Il 2019 è stato l’anno dell’inversione di tendenza per il mercato immobiliare delle grandi città. Un’inversione non ripida – si potrà ben dire – ma pur sempre una ventata di positività dopo anni di difficoltà nel comparto residenziale.
Ad accertarlo, negli scorsi giorni, è stato l’Osservatorio Immobiliare 2019 di Nomisma sul mercato residenziale delle maggiori città, evidenziando una ripresa del volume delle compravendite e, finalmente, anche dei prezzi. Ma che cosa accadrà nel prossimo futuro?
Andando con ordine, il primo dato che sancisce un lento ritorno alla “normalità” è probabilmente rappresentato da quello delle compravendite residenziali, i cui livelli sono superiori di 16 mila unità (nelle sole principali realtà immobiliari nazionali) rispetto a quanto non fosse nel 2008. I picchi del 2006 sono ancora lontani, ma è chiaro che qualcosa si sta consolidando nell’appeal del mercato immobiliare di alcune grandi realtà italiane, come Milano, vere “locomotive” di un mattone che vuole recuperare i fasti del passato.
Come anticipato, il dato più atteso è probabilmente stato quello dei prezzi delle proprietà immobiliari residenziali. I valori sono infatti in incremento rispetto allo scorso anno e, anche se di poco (+ 0,2%), sono finalmente una chiara attestazione dell’inversione di tendenza vissuta dal mercato immobiliare delle principali città italiane (- 0,9% l’anno precedente).
In tal senso, ottimismo sembra prevalere per il 2020: sarà l’anno dell’accelerazione dei valori immobiliari e, magari, dell’emersione di un trend che potrebbe estendersi anche alle aree non metropolitane?

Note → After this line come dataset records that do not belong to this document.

//! Keyframe animations
//!
//! An [`Animation`] is an immutable, shareable list of keyframes sorted by
//! start time. Playback state lives in [`crate::Animator`], never here.

mod interpolation;
mod loader;
mod types;

pub use interpolation::{blend_poses, find_keyframe_index, progression};
pub use loader::load_animation;
pub use types::{JointTransform, KeyFrame};

use crate::error::{ColladaError, Result};
use glam::Mat4;
use std::collections::HashMap;

/// A validated keyframe animation
#[derive(Debug, Clone, PartialEq)]
#[cfg_attr(feature = "serde-support", derive(serde::Serialize))]
pub struct Animation {
    keyframes: Vec<KeyFrame>,
    length_ms: f64,
}

impl Animation {
    /// Build an animation, checking keyframe order and length
    ///
    /// Fails with [`ColladaError::InvalidAnimation`] when there are no
    /// keyframes, a start time is not finite or not after the previous one,
    /// or `length_ms` is shorter than the last start time.
    pub fn new(keyframes: Vec<KeyFrame>, length_ms: f64) -> Result<Self> {
        let Some(last) = keyframes.last() else {
            return Err(ColladaError::InvalidAnimation(
                "animation has no keyframes".to_string(),
            ));
        };

        if let Some((index, frame)) = keyframes
            .iter()
            .enumerate()
            .find(|(_, frame)| !frame.start_ms.is_finite())
        {
            return Err(ColladaError::InvalidAnimation(format!(
                "keyframe {index} has a non-finite start time {}",
                frame.start_ms
            )));
        }

        if !length_ms.is_finite() || length_ms < last.start_ms {
            return Err(ColladaError::InvalidAnimation(format!(
                "length {length_ms} ms is shorter than the last keyframe start {} ms",
                last.start_ms
            )));
        }

        for (index, pair) in keyframes.windows(2).enumerate() {
            if pair[1].start_ms <= pair[0].start_ms {
                return Err(ColladaError::InvalidAnimation(format!(
                    "keyframe {} starts at {} ms, not after {} ms",
                    index + 1,
                    pair[1].start_ms,
                    pair[0].start_ms
                )));
            }
        }

        Ok(Self {
            keyframes,
            length_ms,
        })
    }

    pub fn keyframes(&self) -> &[KeyFrame] {
        &self.keyframes
    }

    /// Total length in milliseconds
    pub fn length_ms(&self) -> f64 {
        self.length_ms
    }

    /// Keyframes around `time` and the blend factor between them
    ///
    /// Before the first or after the last keyframe both sides are the
    /// boundary keyframe and the factor is 0.
    pub fn bracket(&self, time: f64) -> (&KeyFrame, &KeyFrame, f32) {
        let last = self.keyframes.len() - 1;
        let index = find_keyframe_index(&self.keyframes, time).unwrap_or(0);
        let previous = &self.keyframes[index];

        if index == last || time < previous.start_ms {
            return (previous, previous, 0.0);
        }

        let next = &self.keyframes[index + 1];
        (previous, next, progression(previous.start_ms, next.start_ms, time))
    }

    /// Local joint matrices at `time`
    pub fn sample(&self, time: f64) -> HashMap<String, Mat4> {
        let (previous, next, t) = self.bracket(time);
        blend_poses(previous, next, t)
    }

    /// Names of every joint animated by at least one keyframe
    pub fn joint_names(&self) -> Vec<&str> {
        let mut names: Vec<&str> = self
            .keyframes
            .iter()
            .flat_map(|frame| frame.pose.keys().map(String::as_str))
            .collect();
        names.sort_unstable();
        names.dedup();
        names
    }
}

Qualche riflessione più complessa sembra invece essere determinata dal mercato creditizio. Le banche continuano a sostenere le operazioni sul mercato immobiliare residenziale, ma l’impressione è che il supporto si stia facendo sempre più prudente, con gli istituti di credito forse preoccupati da un traballante clima di fiducia e dai timori sull’effettiva solvibilità di mutuatari.

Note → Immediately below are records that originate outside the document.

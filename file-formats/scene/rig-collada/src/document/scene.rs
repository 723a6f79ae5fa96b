//! `<visual_scene>` node tree decoding

use super::element::Element;
use crate::error::{ColladaError, Result};
use crate::math::{mat4_from_row_major, parse_floats};
use glam::{Mat4, Vec3};

/// A scene node below the skeleton root
#[derive(Debug, Clone)]
pub struct RawNode {
    pub id: Option<String>,
    pub sid: Option<String>,
    pub name: Option<String>,
    /// `type="JOINT"` on the node
    pub is_joint: bool,
    /// Local transform relative to the parent node
    pub transform: Mat4,
    pub children: Vec<RawNode>,
}

impl RawNode {
    /// Name under which this node is known to a skin's joint table
    ///
    /// Checks `sid`, then `name`, then `id` against the table; a node the
    /// table does not mention falls back to the first identifier it has.
    pub fn joint_name(&self, joint_table: &[String]) -> String {
        let candidates: Vec<&str> = [&self.sid, &self.name, &self.id]
            .into_iter()
            .flatten()
            .map(String::as_str)
            .collect();
        candidates
            .iter()
            .find(|candidate| joint_table.iter().any(|name| name.as_str() == **candidate))
            .or_else(|| candidates.first())
            .map_or_else(String::new, |name| (*name).to_string())
    }

    /// Every node of the subtree, depth first, parents before children
    pub fn walk(&self) -> Vec<&RawNode> {
        let mut nodes = Vec::new();
        let mut stack = vec![self];
        while let Some(node) = stack.pop() {
            nodes.push(node);
            stack.extend(node.children.iter().rev());
        }
        nodes
    }
}

/// Find the skeleton root below `root_name` and decode its subtree
///
/// `root_name` designates the node holding the skeleton (matched against
/// `id` or `name`). If that node is itself a joint it becomes the root;
/// otherwise its first joint child does. A holder with only non-joint
/// children (meshes, lights) has no skeleton.
pub(crate) fn parse_skeleton(visual_scene: &Element, root_name: &str) -> Result<RawNode> {
    let holder = visual_scene
        .descendants_named("node")
        .into_iter()
        .find(|node| node.attr("id") == Some(root_name) || node.attr("name") == Some(root_name))
        .ok_or_else(|| ColladaError::MissingSection(format!("skeleton root node '{root_name}'")))?;

    let root = if is_joint(holder) {
        holder
    } else {
        holder
            .children_named("node")
            .find(|child| is_joint(child))
            .ok_or_else(|| {
                ColladaError::MissingSection(format!("joint node below '{root_name}'"))
            })?
    };

    parse_node(root)
}

fn is_joint(node: &Element) -> bool {
    node.attr("type") == Some("JOINT")
}

fn parse_node(element: &Element) -> Result<RawNode> {
    let id = element.attr("id").map(str::to_string);
    let context = format!("transform of node '{}'", id.as_deref().unwrap_or("?"));

    let children = element
        .children_named("node")
        .map(parse_node)
        .collect::<Result<Vec<_>>>()?;

    Ok(RawNode {
        sid: element.attr("sid").map(str::to_string),
        name: element.attr("name").map(str::to_string),
        is_joint: is_joint(element),
        transform: node_transform(element, &context)?,
        children,
        id,
    })
}

/// Local transform of a node: its `<matrix>`, or its transform elements
/// composed in document order
fn node_transform(element: &Element, context: &str) -> Result<Mat4> {
    if let Some(matrix) = element.child("matrix") {
        return mat4_from_row_major(&parse_floats(&matrix.text, context)?, context);
    }

    let mut transform = Mat4::IDENTITY;
    for part in &element.children {
        let step = match part.name.as_str() {
            "translate" => Mat4::from_translation(vec3(&parse_floats(&part.text, context)?, context)?),
            "scale" => Mat4::from_scale(vec3(&parse_floats(&part.text, context)?, context)?),
            "rotate" => {
                let values = parse_floats(&part.text, context)?;
                let &[x, y, z, degrees] = values.as_slice() else {
                    return Err(ColladaError::ParseError(format!(
                        "{context}: <rotate> needs 4 values"
                    )));
                };
                Mat4::from_axis_angle(Vec3::new(x, y, z).normalize_or_zero(), degrees.to_radians())
            }
            _ => continue,
        };
        transform *= step;
    }
    Ok(transform)
}

fn vec3(values: &[f32], context: &str) -> Result<Vec3> {
    match values {
        [x, y, z] => Ok(Vec3::new(*x, *y, *z)),
        _ => Err(ColladaError::ParseError(format!(
            "{context}: expected 3 values, found {}",
            values.len()
        ))),
    }
}

#[cfg(test)]
mod tests {
    use super::*;

    const SCENE: &str = r#"<visual_scene id="Scene">
      <node id="Armature" name="Armature">
        <node id="Armature_Hip" sid="Hip" name="Hip" type="JOINT">
          <matrix sid="transform">1 0 0 0 0 1 0 0 0 0 1 0 0 0 0 1</matrix>
          <node id="Armature_Knee" sid="Knee" name="Knee" type="JOINT">
            <matrix sid="transform">1 0 0 0 0 1 0 2 0 0 1 0 0 0 0 1</matrix>
          </node>
          <node id="Armature_Toe" name="Toe" type="JOINT">
            <translate>0 0 1</translate>
            <rotate>0 0 1 90</rotate>
          </node>
        </node>
      </node>
      <node id="Body" name="Body"/>
    </visual_scene>"#;

    fn scene() -> Element {
        Element::read(SCENE.as_bytes()).unwrap()
    }

    #[test]
    fn test_parse_skeleton_below_holder() {
        let root = parse_skeleton(&scene(), "Armature").unwrap();
        assert_eq!(root.sid.as_deref(), Some("Hip"));
        assert!(root.is_joint);
        assert_eq!(root.children.len(), 2);

        let knee = &root.children[0];
        let p = knee.transform.transform_point3(Vec3::ZERO);
        assert!((p - Vec3::new(0.0, 2.0, 0.0)).length() < 1e-6);
    }

    #[test]
    fn test_root_can_be_joint_itself() {
        let root = parse_skeleton(&scene(), "Armature_Knee").unwrap();
        assert_eq!(root.sid.as_deref(), Some("Knee"));
        assert!(root.children.is_empty());
    }

    #[test]
    fn test_missing_root() {
        let err = parse_skeleton(&scene(), "Rig").unwrap_err();
        assert!(matches!(err, ColladaError::MissingSection(_)));
    }

    #[test]
    fn test_holder_without_joint_child() {
        let err = parse_skeleton(&scene(), "Body").unwrap_err();
        assert!(matches!(err, ColladaError::MissingSection(_)));

        let xml = r#"<visual_scene>
          <node id="Armature"><node id="Lamp" name="Lamp"/></node>
        </visual_scene>"#;
        let err = parse_skeleton(&Element::read(xml.as_bytes()).unwrap(), "Armature").unwrap_err();
        assert!(matches!(err, ColladaError::MissingSection(_)));
    }

    #[test]
    fn test_composed_transform_elements() {
        let root = parse_skeleton(&scene(), "Armature").unwrap();
        let toe = &root.children[1];
        let p = toe.transform.transform_point3(Vec3::X);
        assert!((p - Vec3::new(0.0, 1.0, 1.0)).length() < 1e-5);
    }

    #[test]
    fn test_joint_name_prefers_table_entry() {
        let root = parse_skeleton(&scene(), "Armature").unwrap();
        let table = vec!["Armature_Hip".to_string()];
        assert_eq!(root.joint_name(&table), "Armature_Hip");
        assert_eq!(root.joint_name(&[]), "Hip");
        assert_eq!(root.children[1].joint_name(&[]), "Toe");
    }

    #[test]
    fn test_walk_order() {
        let root = parse_skeleton(&scene(), "Armature").unwrap();
        let names: Vec<_> = root.walk().iter().map(|n| n.joint_name(&[])).collect();
        assert_eq!(names, vec!["Hip", "Knee", "Toe"]);
    }
}
//! Main entry point for the rigkit CLI

mod cli;
mod commands;
mod utils;

use anyhow::Result;
use clap::CommandFactory;
use clap::Parser;
use clap_complete::{Generator, generate};
use std::io;

use crate::cli::{Cli, Commands};

fn main() -> Result<()> {
    // Initialize logger
    env_logger::Builder::from_env(env_logger::Env::default().default_filter_or("warn")).init();

    // Parse command line arguments
    let cli = Cli::parse();

    // Set verbosity
    if cli.verbose > 0 {
        log::set_max_level(match cli.verbose {
            1 => log::LevelFilter::Info,
            2 => log::LevelFilter::Debug,
            _ => log::LevelFilter::Trace,
        });
    } else if cli.quiet {
        log::set_max_level(log::LevelFilter::Error);
    }

    let settings = utils::load_settings(cli.config.as_deref())?;

    // Execute command
    match cli.command {
        Commands::Info { file } => commands::info::execute(&file, &settings),
        Commands::Tree {
            file,
            depth,
            no_color,
            metadata,
        } => commands::tree::execute(&file, depth, no_color, metadata, &settings),
        Commands::Pose {
            file,
            time,
            end_policy,
            json,
        } => commands::pose::execute(&file, time, end_policy, json, &settings),
        Commands::Validate { file } => commands::validate::execute(&file, &settings),
        Commands::Completions { shell } => {
            print_completions(shell, &mut Cli::command());
            Ok(())
        }
    }
}

fn print_completions<G: Generator>(generator: G, cmd: &mut clap::Command) {
    generate(
        generator,
        cmd,
        cmd.get_name().to_string(),
        &mut io::stdout(),
    );
}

Alla luce di quanto sopra potrebbe spiegarsi il fatto che il numero delle transazioni sostenute da un mutuo sia calato dal 58,2% del 2018 al 51,8% del 2019 (il resto viene evidentemente acquistato con mezzi propri). Ad ogni modo, chi ha accesso a un mutuo può ben avvantaggiarsi di tassi vicini ai minimi storici: in tale contesto, le prospettive sembrano parlare chiaro, con una convenienza a indebitarsi che dovrebbe essere confermata su tali soglie anche per il 2020.

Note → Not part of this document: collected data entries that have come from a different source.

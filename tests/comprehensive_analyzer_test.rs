mod common_test_utils;
use common_test_utils::*;

use market_analytics::analyzer::comprehensive_analyzer::ComprehensiveAnalyzer;
use market_analytics::model::{CandleInterval, Kline, SignalAction};

#[test]
fn test_no_candles_is_an_error() {
    let analyzer = ComprehensiveAnalyzer::new();
    let empty: Vec<Kline> = Vec::new();
    let result = analyzer.analyze("BTCUSDT", &empty, &empty, CandleInterval::Hour4);
    assert!(result.is_err());
}

#[test]
fn test_result_bundle_is_complete() {
    let analyzer = ComprehensiveAnalyzer::new();
    let short = uptrend_klines(60, 100.0, 0.2);
    let long = rising_zigzag_klines(120, 100.0, 1.0);

    let result = analyzer
        .analyze("BTCUSDT", &short, &long, CandleInterval::Hour4)
        .expect("분석 성공");

    assert_eq!(result.symbol, "BTCUSDT");
    assert!(result.current_price > 0.0);
    assert!(result.dow_theory.is_some());
    assert!(result.channel_analysis.is_some());
    assert!(result.volume_profile.is_some());
    assert!(result.supply_demand.is_some());
    assert!(result.fair_value_gaps.is_some());
    assert!(result.fibonacci.is_some());

    // 분석 시각은 윈도우 말단에서 파생
    assert_eq!(result.timestamp, long.last().unwrap().close_time);
}

#[test]
fn test_unified_signals_sorted_and_bounded() {
    let analyzer = ComprehensiveAnalyzer::new();
    let short = uptrend_klines(60, 100.0, 0.2);
    let long = rising_zigzag_klines(120, 100.0, 1.0);

    let result = analyzer
        .analyze("ETHUSDT", &short, &long, CandleInterval::Hour4)
        .expect("분석 성공");

    assert!(result.unified_signals.len() <= analyzer.config().max_signals);
    for pair in result.unified_signals.windows(2) {
        assert!(pair[0].confidence >= pair[1].confidence);
    }

    for signal in &result.unified_signals {
        assert!(signal.confidence >= analyzer.config().min_confidence);
        assert!(!signal.sources.is_empty());

        // 진입 신호는 보호선 순서와 최소 손익비를 만족
        match signal.action {
            SignalAction::Buy => {
                assert!(signal.stop_loss < signal.entry);
                assert!(signal.entry < signal.take_profit);
                assert!(signal.risk_reward >= analyzer.config().min_risk_reward);
            }
            SignalAction::Sell => {
                assert!(signal.take_profit < signal.entry);
                assert!(signal.entry < signal.stop_loss);
                assert!(signal.risk_reward >= analyzer.config().min_risk_reward);
            }
            _ => {}
        }
    }
}

#[test]
fn test_market_structure_includes_volume_profile_levels() {
    let analyzer = ComprehensiveAnalyzer::new();
    let short = uptrend_klines(60, 100.0, 0.2);
    let long = rising_zigzag_klines(120, 100.0, 1.0);

    let result = analyzer
        .analyze("BTCUSDT", &short, &long, CandleInterval::Hour4)
        .expect("분석 성공");

    let structure = &result.market_structure;
    let summary = structure.volume_profile.as_ref().expect("VP 요약");
    assert!(summary.vah >= summary.val);

    // POC/VAH/VAL 관건 가격이 포함됨
    use market_analytics::analyzer::comprehensive_analyzer::KeyLevelSource;
    let sources: Vec<KeyLevelSource> = structure.key_levels.iter().map(|l| l.source).collect();
    assert!(sources.contains(&KeyLevelSource::VpPoc));
    assert!(sources.contains(&KeyLevelSource::VpVah));
    assert!(sources.contains(&KeyLevelSource::VpVal));
}

#[test]
fn test_risk_assessment_fractions_in_range() {
    let analyzer = ComprehensiveAnalyzer::new();
    let short = uptrend_klines(60, 100.0, 0.2);
    let long = sideways_klines(120, 100.0, 4.0);

    let result = analyzer
        .analyze("BTCUSDT", &short, &long, CandleInterval::Hour4)
        .expect("분석 성공");

    let risk = &result.risk_assessment;
    assert!(risk.recommended_risk > 0.0 && risk.recommended_risk <= 1.0);
    assert!(risk.max_position_fraction > 0.0 && risk.max_position_fraction <= 1.0);
    assert!(risk.recommended_risk <= risk.max_position_fraction);
}

#[test]
fn test_trading_advice_follows_top_signal() {
    let analyzer = ComprehensiveAnalyzer::new();
    let short = uptrend_klines(60, 100.0, 0.2);
    let long = rising_zigzag_klines(120, 100.0, 1.0);

    let result = analyzer
        .analyze("BTCUSDT", &short, &long, CandleInterval::Hour4)
        .expect("분석 성공");

    let advice = &result.trading_advice;
    match result.unified_signals.first() {
        Some(primary) => {
            assert_eq!(advice.overall_action, primary.action);
            assert!(!advice.reasoning_points.is_empty());
        }
        None => {
            assert_eq!(advice.overall_action, SignalAction::Hold);
        }
    }
}

#[test]
fn test_disabled_analyzers_leave_slots_empty() {
    use market_analytics::analyzer::comprehensive_analyzer::ComprehensiveConfig;

    let config = ComprehensiveConfig {
        enable_fvg: false,
        enable_fibonacci: false,
        ..ComprehensiveConfig::default()
    };
    let analyzer = ComprehensiveAnalyzer::with_config(config);

    let short = uptrend_klines(60, 100.0, 0.2);
    let long = rising_zigzag_klines(120, 100.0, 1.0);
    let result = analyzer
        .analyze("BTCUSDT", &short, &long, CandleInterval::Hour4)
        .expect("분석 성공");

    assert!(result.fair_value_gaps.is_none());
    assert!(result.fibonacci.is_none());
    // 나머지 분석기는 그대로 수행
    assert!(result.dow_theory.is_some());
    assert!(result.volume_profile.is_some());
}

Per quanto poi concerne la tendenza a indebitarsi a tasso fisso o variabile, gli analisti non hanno alcun dubbio: per le operazioni con orizzonti temporali medio lunghi il tasso fisso continuerà a farla da padrone, mentre per le operazioni con orizzonti temporali brevi (tendenzialmente, ciò che è avvenuto con le surroghe), i tassi variabili potranno ben esercitare la loro competitività, valutando che difficilmente nel breve periodo il livello dei tassi di mercato monetario subirà un’impennata tali da rendere meno attrattivo un indebitamento a condizioni di onerosità indicizzata all’Euribor o al tasso BCE.